Exercise instructions
Print every entry exactly as written.

* * * *

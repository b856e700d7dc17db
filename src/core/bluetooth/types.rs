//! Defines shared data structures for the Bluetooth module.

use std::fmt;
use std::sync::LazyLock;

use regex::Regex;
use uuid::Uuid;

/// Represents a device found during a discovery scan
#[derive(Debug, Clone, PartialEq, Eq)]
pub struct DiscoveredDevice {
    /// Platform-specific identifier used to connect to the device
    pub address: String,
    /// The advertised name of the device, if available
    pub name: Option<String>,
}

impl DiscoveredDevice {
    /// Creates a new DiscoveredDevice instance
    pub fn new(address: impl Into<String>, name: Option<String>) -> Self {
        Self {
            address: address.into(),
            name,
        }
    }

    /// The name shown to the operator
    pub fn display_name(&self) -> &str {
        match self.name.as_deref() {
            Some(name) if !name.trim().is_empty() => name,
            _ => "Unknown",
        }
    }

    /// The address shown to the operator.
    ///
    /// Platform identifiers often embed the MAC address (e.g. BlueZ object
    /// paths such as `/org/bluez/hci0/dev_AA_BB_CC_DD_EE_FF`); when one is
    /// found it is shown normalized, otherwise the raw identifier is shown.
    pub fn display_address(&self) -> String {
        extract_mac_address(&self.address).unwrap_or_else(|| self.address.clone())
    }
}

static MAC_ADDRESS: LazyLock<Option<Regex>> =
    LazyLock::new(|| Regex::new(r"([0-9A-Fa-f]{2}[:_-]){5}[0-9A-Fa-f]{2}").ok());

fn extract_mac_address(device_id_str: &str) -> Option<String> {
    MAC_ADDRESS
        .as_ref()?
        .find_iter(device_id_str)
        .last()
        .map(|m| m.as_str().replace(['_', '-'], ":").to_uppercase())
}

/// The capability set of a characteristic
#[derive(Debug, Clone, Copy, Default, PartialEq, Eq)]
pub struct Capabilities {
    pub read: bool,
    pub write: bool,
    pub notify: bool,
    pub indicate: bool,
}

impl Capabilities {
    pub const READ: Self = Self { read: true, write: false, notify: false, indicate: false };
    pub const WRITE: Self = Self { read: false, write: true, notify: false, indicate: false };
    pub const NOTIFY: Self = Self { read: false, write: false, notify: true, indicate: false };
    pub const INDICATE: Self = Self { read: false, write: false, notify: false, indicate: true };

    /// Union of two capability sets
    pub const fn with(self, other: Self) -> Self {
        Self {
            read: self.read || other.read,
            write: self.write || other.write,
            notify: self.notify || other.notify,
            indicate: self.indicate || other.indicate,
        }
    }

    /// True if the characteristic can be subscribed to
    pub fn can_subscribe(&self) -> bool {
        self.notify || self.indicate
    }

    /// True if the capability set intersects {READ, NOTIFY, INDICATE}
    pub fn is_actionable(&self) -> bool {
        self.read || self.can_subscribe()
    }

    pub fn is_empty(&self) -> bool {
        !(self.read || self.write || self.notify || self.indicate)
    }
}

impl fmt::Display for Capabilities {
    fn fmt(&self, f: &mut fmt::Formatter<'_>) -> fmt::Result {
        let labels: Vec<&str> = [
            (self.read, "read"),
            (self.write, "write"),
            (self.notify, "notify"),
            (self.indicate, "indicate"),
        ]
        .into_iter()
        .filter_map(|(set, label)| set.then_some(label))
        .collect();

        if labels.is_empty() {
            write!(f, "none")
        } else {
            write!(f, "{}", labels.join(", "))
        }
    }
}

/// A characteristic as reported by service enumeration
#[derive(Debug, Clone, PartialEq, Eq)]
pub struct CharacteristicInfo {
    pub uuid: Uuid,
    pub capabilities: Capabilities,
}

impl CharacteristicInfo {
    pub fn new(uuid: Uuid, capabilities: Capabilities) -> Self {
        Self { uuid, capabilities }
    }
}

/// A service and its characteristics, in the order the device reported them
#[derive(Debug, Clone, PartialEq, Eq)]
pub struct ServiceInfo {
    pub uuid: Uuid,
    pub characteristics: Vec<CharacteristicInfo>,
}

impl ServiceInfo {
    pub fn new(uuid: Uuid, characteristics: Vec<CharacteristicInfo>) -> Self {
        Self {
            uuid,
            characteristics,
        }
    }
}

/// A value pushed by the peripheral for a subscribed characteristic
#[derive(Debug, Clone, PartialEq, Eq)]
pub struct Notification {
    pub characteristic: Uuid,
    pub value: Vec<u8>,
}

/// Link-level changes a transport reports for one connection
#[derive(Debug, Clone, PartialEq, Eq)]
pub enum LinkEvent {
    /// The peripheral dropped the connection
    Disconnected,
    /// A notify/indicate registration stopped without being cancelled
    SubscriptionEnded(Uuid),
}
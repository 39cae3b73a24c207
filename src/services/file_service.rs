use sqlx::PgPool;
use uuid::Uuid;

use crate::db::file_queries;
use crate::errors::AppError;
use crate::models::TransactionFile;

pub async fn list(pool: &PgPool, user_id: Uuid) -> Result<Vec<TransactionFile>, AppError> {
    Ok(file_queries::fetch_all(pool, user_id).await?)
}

* * * *

Answer
repository b856e700d7dc17db
filename src/core/bluetooth/types.rs
//! Defines shared data structures for the Bluetooth module.

use std::fmt;
use std::sync::LazyLock;

use regex::Regex;
use uuid::Uuid;

/// Represents a device found during a discovery scan
#[derive(Debug, Clone, PartialEq, Eq)]
pub struct DiscoveredDevice {
    /// Platform-specific identifier used to connect to the device
    pub address: String,
    /// The advertised name of the device, if available
    pub name: Option<String>,
}

impl DiscoveredDevice {
    /// Creates a new DiscoveredDevice instance
    pub fn new(address: impl Into<String>, name: Option<String>) -> Self {
        Self {
            address: address.into(),
            name,
        }
    }

    /// The name shown to the operator
    pub fn display_name(&self) -> &str {
        match self.name.as_deref() {
            Some(name) if !name.trim().is_empty() => name,
            _ => "Unknown",
        }
    }

    /// The address shown to the operator.
    ///
    /// Platform identifiers often embed the MAC address (e.g. BlueZ object
    /// paths such as `/org/bluez/hci0/dev_AA_BB_CC_DD_EE_FF`); when one is
    /// found it is shown normalized, otherwise the raw identifier is shown.
    pub fn display_address(&self) -> String {
        extract_mac_address(&self.address).unwrap_or_else(|| self.address.clone())
    }
}

static MAC_ADDRESS: LazyLock<Option<Regex>> =
    LazyLock::new(|| Regex::new(r"([0-9A-Fa-f]{2}[:_-]){5}[0-9A-Fa-f]{2}").ok());

fn extract_mac_address(device_id_str: &str) -> Option<String> {
    MAC_ADDRESS
        .as_ref()?
        .find_iter(device_id_str)
        .last()
        .map(|m| m.as_str().replace(['_', '-'], ":").to_uppercase())
}

/// The capability set of a characteristic
#[derive(Debug, Clone, Copy, Default, PartialEq, Eq)]
pub struct Capabilities {
    pub read: bool,
    pub write: bool,
    pub notify: bool,
    pub indicate: bool,
}

impl Capabilities {
    pub const READ: Self = Self { read: true, write: false, notify: false, indicate: false };
    pub const WRITE: Self = Self { read: false, write: true, notify: false, indicate: false };
    pub const NOTIFY: Self = Self { read: false, write: false, notify: true, indicate: false };
    pub const INDICATE: Self = Self { read: false, write: false, notify: false, indicate: true };

    /// Union of two capability sets
    pub const fn with(self, other: Self) -> Self {
        Self {
            read: self.read || other.read,
            write: self.write || other.write,
            notify: self.notify || other.notify,
            indicate: self.indicate || other.indicate,
        }
    }

    /// True if the characteristic can be subscribed to
    pub fn can_subscribe(&self) -> bool {
        self.notify || self.indicate
    }

    /// True if the capability set intersects {READ, NOTIFY, INDICATE}
    pub fn is_actionable(&self) -> bool {
        self.read || self.can_subscribe()
    }

    pub fn is_empty(&self) -> bool {
        !(self.read || self.write || self.notify || self.indicate)
    }
}

impl fmt::Display for Capabilities {
    fn fmt(&self, f: &mut fmt::Formatter<'_>) -> fmt::Result {
        let labels: Vec<&str> = [
            (self.read, "read"),
            (self.write, "write"),
            (self.notify, "notify"),
            (self.indicate, "indicate"),
        ]
        .into_iter()
        .filter_map(|(set, label)| set.then_some(label))
        .collect();

        if labels.is_empty() {
            write!(f, "none")
        } else {
            write!(f, "{}", labels.join(", "))
        }
    }
}

/// A characteristic as reported by service enumeration
#[derive(Debug, Clone, PartialEq, Eq)]
pub struct CharacteristicInfo {
    pub uuid: Uuid,
    pub capabilities: Capabilities,
}

impl CharacteristicInfo {
    pub fn new(uuid: Uuid, capabilities: Capabilities) -> Self {
        Self { uuid, capabilities }
    }
}

/// A service and its characteristics, in the order the device reported them
#[derive(Debug, Clone, PartialEq, Eq)]
pub struct ServiceInfo {
    pub uuid: Uuid,
    pub characteristics: Vec<CharacteristicInfo>,
}

impl ServiceInfo {
    pub fn new(uuid: Uuid, characteristics: Vec<CharacteristicInfo>) -> Self {
        Self {
            uuid,
            characteristics,
        }
    }
}

/// A value pushed by the peripheral for a subscribed characteristic
#[derive(Debug, Clone, PartialEq, Eq)]
pub struct Notification {
    pub characteristic: Uuid,
    pub value: Vec<u8>,
}

/// Link-level changes a transport reports for one connection
#[derive(Debug, Clone, PartialEq, Eq)]
pub enum LinkEvent {
    /// The peripheral dropped the connection
    Disconnected,
    /// A notify/indicate registration stopped without being cancelled
    SubscriptionEnded(Uuid),
}
repository 39cae3b73a24c207
filename src/services/file_service.rs
use sqlx::PgPool;
use uuid::Uuid;

use crate::db::file_queries;
use crate::errors::AppError;
use crate::models::TransactionFile;

pub async fn list(pool: &PgPool, user_id: Uuid) -> Result<Vec<TransactionFile>, AppError> {
    Ok(file_queries::fetch_all(pool, user_id).await?)
}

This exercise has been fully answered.